Supplemental Notes, Quotes, and Anecdotes:

Liberation of Volterra:

Volterra is about 52 kilometers (32 miles) southwest of Florence in Italy. It was along the path the 88th Division would travel in its World War 2 journey across central Italy.

Wikipedia Notes: Volterra is a walled mountaintop town in the Tuscany region of Italy. Its history dates from before the 8th century BC and it has substantial structures from the Etruscan, Roman, and Medieval periods. The site is believed to have been continuously inhabited as a city since at least the end of the 8th century BC.
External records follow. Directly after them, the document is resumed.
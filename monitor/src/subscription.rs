//! Subscription predicates over inbound file events.
//!
//! A task does not see every [`FileEvent`] the watcher produces, only the
//! ones its [`EventFilter`] accepts. All criteria use AND logic; unset
//! criteria always match.
//!
//! # Example
//!
//! ```rust
//! use wipwatch_monitor::subscription::EventFilter;
//! use wipwatch_monitor::types::{ChangeKind, FileEvent};
//!
//! let filter = EventFilter::new()
//!     .with_project("shop")
//!     .with_plugin("filecontent")
//!     .with_key_suffix(".py")
//!     .with_kinds([ChangeKind::Created, ChangeKind::Modified]);
//!
//! let event = FileEvent::new("shop", "filecontent", "src/cart.py", ChangeKind::Modified, None);
//! assert!(filter.matches(&event));
//! ```

use std::collections::HashSet;

use crate::config::Config;
use crate::types::{ChangeKind, FileEvent, FILECONTENT_PLUGIN};

/// Filter criteria for selecting which file events a task receives.
#[derive(Debug, Clone, Default, PartialEq, Eq)]
pub struct EventFilter {
    /// Filter by project name.
    pub project: Option<String>,

    /// Filter by producing plugin.
    pub plugin: Option<String>,

    /// Key must end with this suffix.
    pub key_suffix: Option<String>,

    /// Key must start with this prefix.
    pub key_prefix: Option<String>,

    /// Accepted change kinds. Empty accepts every kind.
    pub kinds: HashSet<ChangeKind>,
}

impl EventFilter {
    /// Creates a new empty filter that matches all events.
    #[must_use]
    pub fn new() -> Self {
        Self::default()
    }

    /// Sets the project filter (builder pattern).
    #[must_use]
    pub fn with_project(mut self, project: impl Into<String>) -> Self {
        self.project = Some(project.into());
        self
    }

    /// Sets the plugin filter (builder pattern).
    #[must_use]
    pub fn with_plugin(mut self, plugin: impl Into<String>) -> Self {
        self.plugin = Some(plugin.into());
        self
    }

    /// Sets the key suffix filter (builder pattern).
    #[must_use]
    pub fn with_key_suffix(mut self, suffix: impl Into<String>) -> Self {
        self.key_suffix = Some(suffix.into());
        self
    }

    /// Sets the key prefix filter (builder pattern).
    #[must_use]
    pub fn with_key_prefix(mut self, prefix: impl Into<String>) -> Self {
        self.key_prefix = Some(prefix.into());
        self
    }

    /// Restricts the accepted change kinds (builder pattern).
    #[must_use]
    pub fn with_kinds(mut self, kinds: impl IntoIterator<Item = ChangeKind>) -> Self {
        self.kinds = kinds.into_iter().collect();
        self
    }

    /// Checks if an event matches every criterion set on this filter.
    #[must_use]
    pub fn matches(&self, event: &FileEvent) -> bool {
        if let Some(ref project) = self.project {
            if &event.project != project {
                return false;
            }
        }

        if let Some(ref plugin) = self.plugin {
            if &event.plugin != plugin {
                return false;
            }
        }

        if let Some(ref suffix) = self.key_suffix {
            if !event.key.ends_with(suffix.as_str()) {
                return false;
            }
        }

        if let Some(ref prefix) = self.key_prefix {
            if !event.key.starts_with(prefix.as_str()) {
                return false;
            }
        }

        self.kinds.is_empty() || self.kinds.contains(&event.kind)
    }

    /// Returns `true` if this filter has no criteria set.
    #[must_use]
    pub fn is_empty(&self) -> bool {
        self.project.is_none()
            && self.plugin.is_none()
            && self.key_suffix.is_none()
            && self.key_prefix.is_none()
            && self.kinds.is_empty()
    }
}

/// Created or modified Python files anywhere in the project.
///
/// Drives the WIP test runs.
#[must_use]
pub fn modified_pyfiles(config: &Config) -> EventFilter {
    EventFilter::new()
        .with_project(config.project_name.clone())
        .with_plugin(FILECONTENT_PLUGIN)
        .with_key_suffix(".py")
        .with_kinds([ChangeKind::Created, ChangeKind::Modified])
}

/// Created or modified Python files under the tests path.
///
/// Drives test re-collection.
#[must_use]
pub fn modified_testfiles(config: &Config) -> EventFilter {
    modified_pyfiles(config).with_key_prefix(config.tests_path.clone())
}

#[cfg(test)]
mod tests {
    use super::*;

    fn make_event(project: &str, plugin: &str, key: &str, kind: ChangeKind) -> FileEvent {
        FileEvent::new(project, plugin, key, kind, Some(String::new()))
    }

    fn test_config() -> Config {
        Config::new("/srv/shop", "shop")
    }

    #[test]
    fn empty_filter_matches_everything() {
        let filter = EventFilter::new();
        assert!(filter.is_empty());
        assert!(filter.matches(&make_event("a", "b", "c", ChangeKind::Deleted)));
    }

    #[test]
    fn each_criterion_rejects_independently() {
        let event = make_event("shop", "filecontent", "tests/test_cart.py", ChangeKind::Modified);

        assert!(!EventFilter::new().with_project("other").matches(&event));
        assert!(!EventFilter::new().with_plugin("git").matches(&event));
        assert!(!EventFilter::new().with_key_suffix(".rs").matches(&event));
        assert!(!EventFilter::new().with_key_prefix("src").matches(&event));
        assert!(!EventFilter::new()
            .with_kinds([ChangeKind::Created])
            .matches(&event));
    }

    #[test]
    fn pyfiles_accepts_created_and_modified_python() {
        let filter = modified_pyfiles(&test_config());

        assert!(filter.matches(&make_event("shop", "filecontent", "src/cart.py", ChangeKind::Created)));
        assert!(filter.matches(&make_event("shop", "filecontent", "tests/test_cart.py", ChangeKind::Modified)));
    }

    #[test]
    fn pyfiles_rejects_other_events() {
        let filter = modified_pyfiles(&test_config());

        assert!(!filter.matches(&make_event("shop", "filecontent", "src/cart.py", ChangeKind::Deleted)));
        assert!(!filter.matches(&make_event("shop", "filecontent", "README.md", ChangeKind::Modified)));
        assert!(!filter.matches(&make_event("blog", "filecontent", "src/cart.py", ChangeKind::Modified)));
        assert!(!filter.matches(&make_event("shop", "pytest", "src/cart.py", ChangeKind::Modified)));
    }

    #[test]
    fn testfiles_requires_tests_path_prefix() {
        let filter = modified_testfiles(&test_config());

        assert!(filter.matches(&make_event("shop", "filecontent", "tests/test_cart.py", ChangeKind::Modified)));
        assert!(!filter.matches(&make_event("shop", "filecontent", "src/cart.py", ChangeKind::Modified)));
    }

    #[test]
    fn testfiles_uses_configured_tests_path() {
        let mut config = test_config();
        config.tests_path = "src/checks".to_string();
        let filter = modified_testfiles(&config);

        assert!(filter.matches(&make_event("shop", "filecontent", "src/checks/test_a.py", ChangeKind::Created)));
        assert!(!filter.matches(&make_event("shop", "filecontent", "tests/test_a.py", ChangeKind::Created)));
    }
}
Excerpts from "The Blue Devils in Italy" by John P Delaney:

Page 105: The ancient stronghold of Volterra was the first main objective. From observation points in the high walled city, the Germans commanded a 15-mile view in all directions and for the sake of the entire mission, Volterra's capture was essential. Assigned to take it were the 349th and the 350th, with the 351st held in reserve. Plans called for the 349th to flank the mountain city on the right, the 350th on the left, with both outfits then scheduled to cut in behind the stronghold and seize high ground to the north.

Page 108: The regiments jumped off at 0500 hours on the 8th over gently rolling terrain with poor cover. ... By 2200 hours the regiments had reached their objectives and the 349th sent strong patrols to block entrances and occupy the city itself.

Excerpts from "Draftee Division" by John Sloan Brown:

Page 143: Some observers consider the 88th's next battle, from Volterra to the Arno River (8 July to 25 July 1944), the best it ever fought. The Germans had finally stabilized their front lines on defensible terrain some twenty-five miles south of the Arno. A key position in their defenses was an ancient Etruscan hilltop fortress, Volterra. On 8 July the 88th seized Volterra with a textbook combination of heavy suppressive fires and engineer breaching parties, close followed by assaulting infantrymen. Extraordinarily effective artillery-delivered smoke did much to compensate for lack of cover in the gently rolling terrain approaching the citadel.

The 88th's rupture of the defenses around Volterra forced the Germans to abandon their defenses south of the Arno.

88th Infantry Division troops entering Volterra
Photo Credit: 88th Infantry Division book
Fast Forward 50 Years - Volterra Remembers its Liberators:

In 1997 my dad received a commemorative certificate from the town of Volterra honoring his service in its liberation in July of 1944. An accompanying letter from the 88th Division Association reads as follows:

9-11 July 1997

Dear Fellow Blue Devil,

Fifty three years ago this week we were involved in a nasty shoot out which cost us over one hundred casualties.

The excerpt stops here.